For years, girls have been too scared, embarrassed, humiliated, and shamed to report these crimes in Egypt. Until 1999, when it was repealed, there was a marry-your-rapist-law in Egypt, which allowed a man who committed rape to avoid penalty if he married the victim. This was also thought to help the woman, who would be socially shamed after admitting to the crime and therefore unfit to be a bride. Currently, those convicted of rape could serve life in prison or receive the death penalty. The death penalty is enforced when the victim is under 18. Meanwhile, for sexual harassment or a lewd act on a public road, offenders could face a prison term of at least three months and a fine. However, activists say perpetrators are rarely convicted and rape remains one of the most common crimes in Egypt, with official figures far lower than actual cases.

“There are still many cases where women have been turned away from filing a police report on sexual assault, because they’ve been told to do so. Many are told it’s going to be on their record, people are going to know, down the line this is going to hurt them and come after them,” says Bahgat. And other times, say activists, the police simply have other priorities, and don’t want to spend time on cases that rarely result in convictions.

One way to fight these injustices is to take collective action

The Egyptian Public Prosecution has promised women a safe space when testifying in the Zaki case. “They have been saying the room will just have the judge and lawyer, and that witnesses can be anonymous. The prosecutors say that you don’t have to present the evidence, that’s their job, and urge women to just come and tell their story,” explains Bahgat. But there is still much work to be done.

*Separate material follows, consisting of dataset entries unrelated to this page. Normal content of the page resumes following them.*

//! Merging mapping sets and reconciling the merged rows.
//!
//! Reconciliation runs in two passes: [`filter_redundant_rows`] drops rows
//! outscored by another row for the same pair, then [`deal_with_negation`]
//! settles each (subject, predicate, object) between its positive and
//! negated forms.

use std::collections::{HashMap, HashSet};
use std::sync::Arc;

use sssom_context::PrefixMap;

use crate::config::MappingSetConfig;
use crate::error::{MappingSetError, Result};
use crate::mapping::{Mapping, RowKey, MAPPING_JUSTIFICATION, MATCH_TYPE, PREDICATE_MODIFIER};
use crate::table::{configured_identifier_columns, MappingSetTable};

pub const MANUAL_MAPPING_CURATION: &str = "semapv:ManualMappingCuration";
pub const HUMAN_CURATED: &str = "HumanCurated";
pub const NEGATION_MODIFIER: &str = "Not";

// ============================================================================
// Redundancy
// ============================================================================

/// Keep, per (subject, object[, predicate]) group, the rows whose confidence
/// equals the group maximum. Rows without a confidence survive only in
/// groups where no row has one. Row order is preserved.
pub fn filter_redundant_rows(rows: &[Mapping], ignore_predicate: bool) -> Vec<Mapping> {
    let key = |row: &Mapping| -> (String, String, Option<String>) {
        let predicate = (!ignore_predicate).then(|| row.predicate_id.clone());
        (row.subject_id.clone(), row.object_id.clone(), predicate)
    };

    let mut best: HashMap<(String, String, Option<String>), f64> = HashMap::new();
    for row in rows {
        if let Some(confidence) = row.confidence() {
            best.entry(key(row))
                .and_modify(|max| *max = max.max(confidence))
                .or_insert(confidence);
        }
    }

    let kept: Vec<Mapping> = rows
        .iter()
        .filter(|&row| match best.get(&key(row)) {
            None => true,
            Some(max) => row.confidence().is_some_and(|c| c >= *max),
        })
        .cloned()
        .collect();
    tracing::debug!(removed = rows.len() - kept.len(), "filtered redundant rows");
    kept
}

// ============================================================================
// Negation
// ============================================================================

/// True for `!`-prefixed predicates and rows with `predicate_modifier: Not`.
pub fn is_negated(row: &Mapping) -> bool {
    row.predicate_id.starts_with('!')
        || row
            .get_text(PREDICATE_MODIFIER)
            .is_some_and(|m| m.eq_ignore_ascii_case(NEGATION_MODIFIER))
}

pub fn is_curated(row: &Mapping) -> bool {
    row.get_text(MAPPING_JUSTIFICATION) == Some(MANUAL_MAPPING_CURATION)
        || row.get_text(MATCH_TYPE) == Some(HUMAN_CURATED)
}

/// Whether `challenger` beats `incumbent`: higher confidence, then manual
/// curation, then negation. Full ties keep the incumbent.
fn outranks(challenger: &Mapping, incumbent: &Mapping) -> bool {
    let rank = |row: &Mapping| {
        (
            row.confidence().unwrap_or(f64::NEG_INFINITY),
            is_curated(row),
            is_negated(row),
        )
    };
    let (c_conf, c_curated, c_negated) = rank(challenger);
    let (i_conf, i_curated, i_negated) = rank(incumbent);
    if c_conf != i_conf {
        return c_conf > i_conf;
    }
    if c_curated != i_curated {
        return c_curated;
    }
    c_negated && !i_negated
}

/// Keep one row per (subject, predicate, object), where a negated predicate
/// is grouped with its positive form. Groups come out in order of first
/// appearance.
pub fn deal_with_negation(rows: &[Mapping]) -> Vec<Mapping> {
    let mut order: Vec<(String, String, String)> = Vec::new();
    let mut winners: HashMap<(String, String, String), &Mapping> = HashMap::new();

    for row in rows {
        let key = (
            row.subject_id.clone(),
            row.predicate_id.trim_start_matches('!').to_string(),
            row.object_id.clone(),
        );
        match winners.get_mut(&key) {
            Some(incumbent) => {
                if outranks(row, *incumbent) {
                    *incumbent = row;
                }
            }
            None => {
                order.push(key.clone());
                winners.insert(key, row);
            }
        }
    }

    let kept: Vec<Mapping> = order
        .iter()
        .filter_map(|key| winners.get(key).map(|row| (*row).clone()))
        .collect();
    tracing::debug!(removed = rows.len() - kept.len(), "reconciled negated mappings");
    kept
}

// ============================================================================
// Merge
// ============================================================================

/// Union two prefix maps, failing on any disagreement.
pub fn merge_prefix_maps_strict(left: &PrefixMap, right: &PrefixMap) -> Result<PrefixMap> {
    let mut merged = left.clone();
    for (prefix, namespace) in right.iter() {
        match left.get(prefix) {
            Some(existing) if existing != namespace => {
                return Err(MappingSetError::PrefixMapClash {
                    prefix: prefix.to_string(),
                    left: existing.to_string(),
                    right: namespace.to_string(),
                });
            }
            Some(_) => {}
            None => {
                if let Some(other) = merged.prefix_for_namespace(namespace) {
                    return Err(MappingSetError::NamespaceClash {
                        namespace: namespace.to_string(),
                        left: other.to_string(),
                        right: prefix.to_string(),
                    });
                }
                merged.insert(prefix, namespace);
            }
        }
    }
    Ok(merged)
}

/// Merge `secondary` into `primary` with the default configuration.
pub fn merge(
    primary: &MappingSetTable,
    secondary: &MappingSetTable,
    reconcile: bool,
) -> Result<MappingSetTable> {
    let config = MappingSetConfig {
        reconcile_on_merge: reconcile,
        ..MappingSetConfig::default()
    };
    merge_with_config(primary, secondary, &config)
}

/// Merge `secondary` into `primary`.
///
/// Each table's metadata is first pushed into its rows; rows are unioned
/// with primary rows first; prefix maps must agree; primary metadata and
/// schema are kept. With `reconcile_on_merge`, redundant and contradicted
/// rows are then removed.
pub fn merge_with_config(
    primary: &MappingSetTable,
    secondary: &MappingSetTable,
    config: &MappingSetConfig,
) -> Result<MappingSetTable> {
    let prefix_map = merge_prefix_maps_strict(primary.prefix_map(), secondary.prefix_map())?;

    let mut seen: HashSet<RowKey> = HashSet::new();
    let mut rows: Vec<Mapping> = primary
        .inject_own_metadata()
        .into_iter()
        .chain(secondary.inject_own_metadata())
        .filter(|row| seen.insert(row.row_key()))
        .collect();

    if config.reconcile_on_merge {
        rows = filter_redundant_rows(&rows, false);
        rows = deal_with_negation(&rows);
    }

    let mut identifier_columns = configured_identifier_columns(&primary.schema, config)?;
    identifier_columns.extend(primary.identifier_columns.iter().cloned());
    identifier_columns.extend(secondary.identifier_columns.iter().cloned());

    tracing::debug!(
        primary = primary.len(),
        secondary = secondary.len(),
        merged = rows.len(),
        "merged mapping sets"
    );
    Ok(MappingSetTable {
        rows,
        prefix_map,
        metadata: primary.metadata.clone(),
        schema: Arc::clone(&primary.schema),
        identifier_columns,
    })
}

In May, 17-year-old Menna Abdel Aziz recounted being raped by one of her friends on a live social media video. She was arrested and accused of “inciting debauchery and violating family values.” With new evidence coming to light, the perpetrators have since been arrested, but the charges still stand against Aziz.

One way to fight these injustices is to take collective action, say women’s rights advocates. Social media is making a difference and giving women a voice, calling out perpetrators and highlighting the problems so deeply ingrained in society. High-profile people are standing up and supporting victims in the fight against sexual harassment and violence, and shifting the social shame to the offenders.

“I am very proud of this new generation of young girls who speak up,” said actor and lawyer Hend Sabri on Twitter at the weekend. “Harassment and rape are shameful for those who commit it, not the victim.”

“There is so much anger inside of me. Feeling unsafe, feeling harassed. Please speak up speak up speak up,” said actor Salma Abu Deif on Instagram.

“People are fighting back, they are speaking up and saying this happened to me and it’s not ok,” said Tara Emad.

Some say this could be the start of the Arab #MeToo movement. But one thing is for sure, “social media is bringing this to the forefront, we have the tools to talk, and anonymously if we want,” says Bahgat. “Our mobile phones are like mace – empowering us against sexual harassment and violence. They cannot deny us our phones or stop us from doing it.”

If you’ve experienced sexual harassment or violence, you can seek psychological support from Egyptian Red Crescent Psychosocial Support Unit and legal council from Es2al Mo7amek.